A partir dessa preocupação, o professor comenta que a representação das mulheres passou a ser levada em conta em todas as atividades da ABC, com o foco sobretudo entre membros titulares, que são aqueles que elegem também os novos membros. “Nossa preocupação é aumentar essa representação em todas as categorias. Queremos aumentar bastante esse percentual na medida que a contribuição feminina para a ciência brasileira é extremamente importante e qualificada, de maneira que é muito importante que as mulheres estejam representadas na Academia”, afirma.

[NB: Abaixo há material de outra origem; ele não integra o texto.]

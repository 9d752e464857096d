//! Favorite songs - a bounded, ordered list per user.

use crate::{
    core::economy::key,
    entities::{MusicUser, music_user},
    errors::{Error, Result},
};
use sea_orm::{Set, prelude::*};
use serde::{Deserialize, Serialize};

/// Most favorites a user can keep.
pub const MAX_FAVORITES: usize = 25;

/// A saved song, enough to resolve it again through the relay.
#[derive(Debug, Clone, PartialEq, Eq, Serialize, Deserialize)]
pub struct FavoriteSong {
    pub title: String,
    pub url: String,
    pub author: String,
    #[serde(default)]
    pub artwork_url: Option<String>,
    /// Length in milliseconds
    pub length: u64,
}

pub fn decode_favorites(raw: &str) -> Result<Vec<FavoriteSong>> {
    if raw.trim().is_empty() {
        return Ok(Vec::new());
    }
    serde_json::from_str(raw).map_err(Into::into)
}

/// Loads the music profile of a user without creating it.
pub async fn find_music_user<C>(db: &C, user_id: u64) -> Result<Option<music_user::Model>>
where
    C: ConnectionTrait,
{
    MusicUser::find_by_id(key(user_id))
        .one(db)
        .await
        .map_err(Into::into)
}

/// Loads the music profile of a user, creating an empty one if needed.
pub async fn get_music_user(db: &DatabaseConnection, user_id: u64) -> Result<music_user::Model> {
    if let Some(existing) = find_music_user(db, user_id).await? {
        return Ok(existing);
    }

    let profile = music_user::ActiveModel {
        user_id: Set(key(user_id)),
        favorite_songs: Set("[]".to_string()),
        spotify_user_id: Set(None),
    };
    match profile.insert(db).await {
        Ok(created) => Ok(created),
        Err(e) => find_music_user(db, user_id)
            .await?
            .ok_or_else(|| Error::Database(e)),
    }
}

async fn save_favorites(
    db: &DatabaseConnection,
    profile: music_user::Model,
    favorites: &[FavoriteSong],
) -> Result<()> {
    let mut active: music_user::ActiveModel = profile.into();
    active.favorite_songs = Set(serde_json::to_string(favorites)?);
    active.update(db).await?;
    Ok(())
}

/// Favorites of a user in the order they were added.
pub async fn list_favorites(db: &DatabaseConnection, user_id: u64) -> Result<Vec<FavoriteSong>> {
    match find_music_user(db, user_id).await? {
        Some(profile) => decode_favorites(&profile.favorite_songs),
        None => Ok(Vec::new()),
    }
}

/// Appends a song. Fails on an exact (title, url) duplicate or a full list.
pub async fn add_favorite(
    db: &DatabaseConnection,
    user_id: u64,
    song: FavoriteSong,
) -> Result<Vec<FavoriteSong>> {
    let profile = get_music_user(db, user_id).await?;
    let mut favorites = decode_favorites(&profile.favorite_songs)?;

    if favorites
        .iter()
        .any(|f| f.title == song.title && f.url == song.url)
    {
        return Err(Error::FavoriteExists { title: song.title });
    }
    if favorites.len() >= MAX_FAVORITES {
        return Err(Error::LimitReached {
            kind: "favorite songs",
            cap: MAX_FAVORITES,
        });
    }

    favorites.push(song);
    save_favorites(db, profile, &favorites).await?;
    Ok(favorites)
}

/// Removes the first favorite whose title matches.
pub async fn remove_favorite(
    db: &DatabaseConnection,
    user_id: u64,
    title: &str,
) -> Result<FavoriteSong> {
    let not_found = || Error::FavoriteNotFound {
        title: title.to_string(),
    };
    let profile = find_music_user(db, user_id).await?.ok_or_else(not_found)?;
    let mut favorites = decode_favorites(&profile.favorite_songs)?;

    let index = favorites
        .iter()
        .position(|f| f.title == title)
        .ok_or_else(not_found)?;
    let removed = favorites.remove(index);

    save_favorites(db, profile, &favorites).await?;
    Ok(removed)
}

#[cfg(test)]
mod tests {
    #![allow(clippy::unwrap_used)]
    use super::*;
    use crate::test_utils::*;

    const USER: u64 = 20;

    fn song(n: usize) -> FavoriteSong {
        FavoriteSong {
            title: format!("Song {n}"),
            url: format!("https://example.com/{n}"),
            author: "Artist".to_string(),
            artwork_url: None,
            length: 180_000,
        }
    }

    #[tokio::test]
    async fn test_add_and_list_preserve_order() -> Result<()> {
        let db = setup_test_db().await?;
        assert!(list_favorites(&db, USER).await?.is_empty());

        add_favorite(&db, USER, song(2)).await?;
        add_favorite(&db, USER, song(1)).await?;

        let titles: Vec<String> = list_favorites(&db, USER)
            .await?
            .into_iter()
            .map(|f| f.title)
            .collect();
        assert_eq!(titles, vec!["Song 2", "Song 1"]);
        Ok(())
    }

    #[tokio::test]
    async fn test_duplicates_rejected() -> Result<()> {
        let db = setup_test_db().await?;
        add_favorite(&db, USER, song(1)).await?;

        let result = add_favorite(&db, USER, song(1)).await;
        assert!(matches!(result, Err(Error::FavoriteExists { .. })));

        // Same title from another source is a different song
        let mut other = song(1);
        other.url = "https://example.org/other".to_string();
        add_favorite(&db, USER, other).await?;
        assert_eq!(list_favorites(&db, USER).await?.len(), 2);
        Ok(())
    }

    #[tokio::test]
    async fn test_cap_of_twenty_five() -> Result<()> {
        let db = setup_test_db().await?;
        for n in 0..MAX_FAVORITES {
            add_favorite(&db, USER, song(n)).await?;
        }
        let result = add_favorite(&db, USER, song(99)).await;
        assert!(matches!(result, Err(Error::LimitReached { cap: 25, .. })));
        assert_eq!(list_favorites(&db, USER).await?.len(), 25);
        Ok(())
    }

    #[tokio::test]
    async fn test_remove_by_title() -> Result<()> {
        let db = setup_test_db().await?;
        add_favorite(&db, USER, song(1)).await?;
        add_favorite(&db, USER, song(2)).await?;

        let removed = remove_favorite(&db, USER, "Song 1").await?;
        assert_eq!(removed, song(1));
        assert_eq!(list_favorites(&db, USER).await?, vec![song(2)]);

        let result = remove_favorite(&db, USER, "Song 1").await;
        assert!(matches!(result, Err(Error::FavoriteNotFound { .. })));
        Ok(())
    }
}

Membro da ABC desde 2001, o professor Oswaldo aponta a necessidade da pluralidade. Abrindo-se a essa visão, os titulares da Academia também elegeram em 2020 o primeiro indígena em sua história: Davi Kopenawa Yanomami. A sinalização da liderança Yanomami, eleito como membro colaborador, aponta o reconhecimento da comunidade científica a saberes que transcendem os títulos. Ratifica a postura da entidade em repensar a diversidade em seus quadros, abertura especialmente importante em um momento de crescentes questionamentos e ataques não só à ciência, mas aos direitos dos povos indígenas, de negros e das mulheres.
Em defesa da ciência
As professoras Dessislava e Grace serão empossadas no dia 1º de janeiro, junto aos demais membros eleitos. Ambas acreditam que a principal missão da ABC nesse período será relativa à defesa da ciência e do seu financiamento.
“Acredito que os próximos anos serão bastante difíceis para a ciência brasileira. Com todos os cortes de bolsas das agências de fomento, o objetivo será preservar o nível atual da ciência brasileira. A ciência no Brasil já estava sofrendo com os cortes das verbas antes da pandemia, mas nessa nova situação o cenário será bem mais complicado”, avalia Dessislava.
Em nível regional, a professora Grace destaca a atuação da ABC na defesa das universidades paulistas e da Fapesp e frisa a importância de atuar em torno da valorização das instituições ligadas à ciência. “Como membro afiliado pretendo aproveitar a interação com os demais membros da ABC, participar das suas atividades e atuar para a valorização da ciência brasileira, que passa por uma fase difícil e necessita de maior apoio político e financeiro”.
O vice-presidente da ABC da região de São Paulo, Oswaldo Alves, também pontua que a ABC vem fortalecendo a atuação no combate ao negacionismo e junto a comissões do Congresso Nacional para que o financiamento da ciência e tecnologia não sofram descontinuidades e cortes.